EXERCISE INSTRUCTIONS:
Report each line below that carries the word "with".

Saved entries:
BEGIN

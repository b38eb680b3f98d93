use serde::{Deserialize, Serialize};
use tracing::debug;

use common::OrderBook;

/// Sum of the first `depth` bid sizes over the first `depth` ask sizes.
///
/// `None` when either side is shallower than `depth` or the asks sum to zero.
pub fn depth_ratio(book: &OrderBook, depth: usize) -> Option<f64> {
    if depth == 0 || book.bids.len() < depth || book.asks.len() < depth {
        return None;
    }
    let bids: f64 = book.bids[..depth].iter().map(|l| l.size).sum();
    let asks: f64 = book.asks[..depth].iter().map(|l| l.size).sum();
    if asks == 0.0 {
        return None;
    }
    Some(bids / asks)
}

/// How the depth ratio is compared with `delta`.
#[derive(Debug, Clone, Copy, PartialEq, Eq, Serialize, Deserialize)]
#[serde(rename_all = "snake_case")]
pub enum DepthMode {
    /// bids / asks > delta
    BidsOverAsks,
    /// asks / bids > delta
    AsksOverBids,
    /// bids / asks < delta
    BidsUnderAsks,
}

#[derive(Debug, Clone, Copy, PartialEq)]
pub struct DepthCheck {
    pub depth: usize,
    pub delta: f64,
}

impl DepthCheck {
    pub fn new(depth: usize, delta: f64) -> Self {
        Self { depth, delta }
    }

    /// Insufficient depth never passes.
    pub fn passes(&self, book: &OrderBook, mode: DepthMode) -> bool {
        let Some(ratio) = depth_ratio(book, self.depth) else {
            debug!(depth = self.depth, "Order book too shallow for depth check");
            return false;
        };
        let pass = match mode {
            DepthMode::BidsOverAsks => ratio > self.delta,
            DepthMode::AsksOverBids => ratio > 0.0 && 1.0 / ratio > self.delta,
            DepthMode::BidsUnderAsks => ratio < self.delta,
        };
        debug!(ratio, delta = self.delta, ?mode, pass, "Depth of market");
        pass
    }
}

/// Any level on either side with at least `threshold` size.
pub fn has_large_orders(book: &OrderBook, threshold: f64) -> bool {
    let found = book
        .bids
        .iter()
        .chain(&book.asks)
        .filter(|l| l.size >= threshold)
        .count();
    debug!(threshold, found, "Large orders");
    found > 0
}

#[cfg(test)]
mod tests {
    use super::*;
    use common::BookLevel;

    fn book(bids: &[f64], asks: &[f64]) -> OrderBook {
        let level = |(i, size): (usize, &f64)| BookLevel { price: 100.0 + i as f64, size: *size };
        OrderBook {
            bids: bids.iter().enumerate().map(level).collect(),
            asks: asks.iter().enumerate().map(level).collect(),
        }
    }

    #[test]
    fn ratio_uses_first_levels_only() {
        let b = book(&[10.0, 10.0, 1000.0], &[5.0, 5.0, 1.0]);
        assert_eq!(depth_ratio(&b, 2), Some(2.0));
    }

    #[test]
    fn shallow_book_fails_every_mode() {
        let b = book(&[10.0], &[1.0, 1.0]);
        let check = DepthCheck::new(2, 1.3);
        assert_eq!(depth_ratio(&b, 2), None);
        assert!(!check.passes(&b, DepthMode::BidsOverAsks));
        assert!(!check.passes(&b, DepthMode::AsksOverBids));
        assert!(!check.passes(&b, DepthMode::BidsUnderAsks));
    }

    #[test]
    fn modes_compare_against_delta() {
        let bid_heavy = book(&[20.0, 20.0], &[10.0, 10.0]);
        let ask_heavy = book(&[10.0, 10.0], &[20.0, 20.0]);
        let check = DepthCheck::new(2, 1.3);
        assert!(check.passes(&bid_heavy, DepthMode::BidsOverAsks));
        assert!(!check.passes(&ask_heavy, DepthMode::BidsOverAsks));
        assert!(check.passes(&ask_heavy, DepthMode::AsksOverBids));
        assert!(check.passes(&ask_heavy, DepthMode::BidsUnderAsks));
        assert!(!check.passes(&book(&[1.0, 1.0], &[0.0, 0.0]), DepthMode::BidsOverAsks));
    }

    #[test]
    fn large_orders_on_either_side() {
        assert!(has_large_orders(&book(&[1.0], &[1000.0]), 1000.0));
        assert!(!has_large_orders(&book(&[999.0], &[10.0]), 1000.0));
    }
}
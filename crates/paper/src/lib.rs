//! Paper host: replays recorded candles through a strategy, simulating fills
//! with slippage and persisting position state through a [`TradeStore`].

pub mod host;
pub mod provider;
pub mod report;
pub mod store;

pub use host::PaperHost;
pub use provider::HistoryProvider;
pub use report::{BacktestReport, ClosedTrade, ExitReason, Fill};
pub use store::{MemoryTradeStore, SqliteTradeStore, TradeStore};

END

ANSWER SECTION:
/// How the depth ratio is compared with `delta`.
/// Any level on either side with at least `threshold` size.
//! with slippage and persisting position state through a [`TradeStore`].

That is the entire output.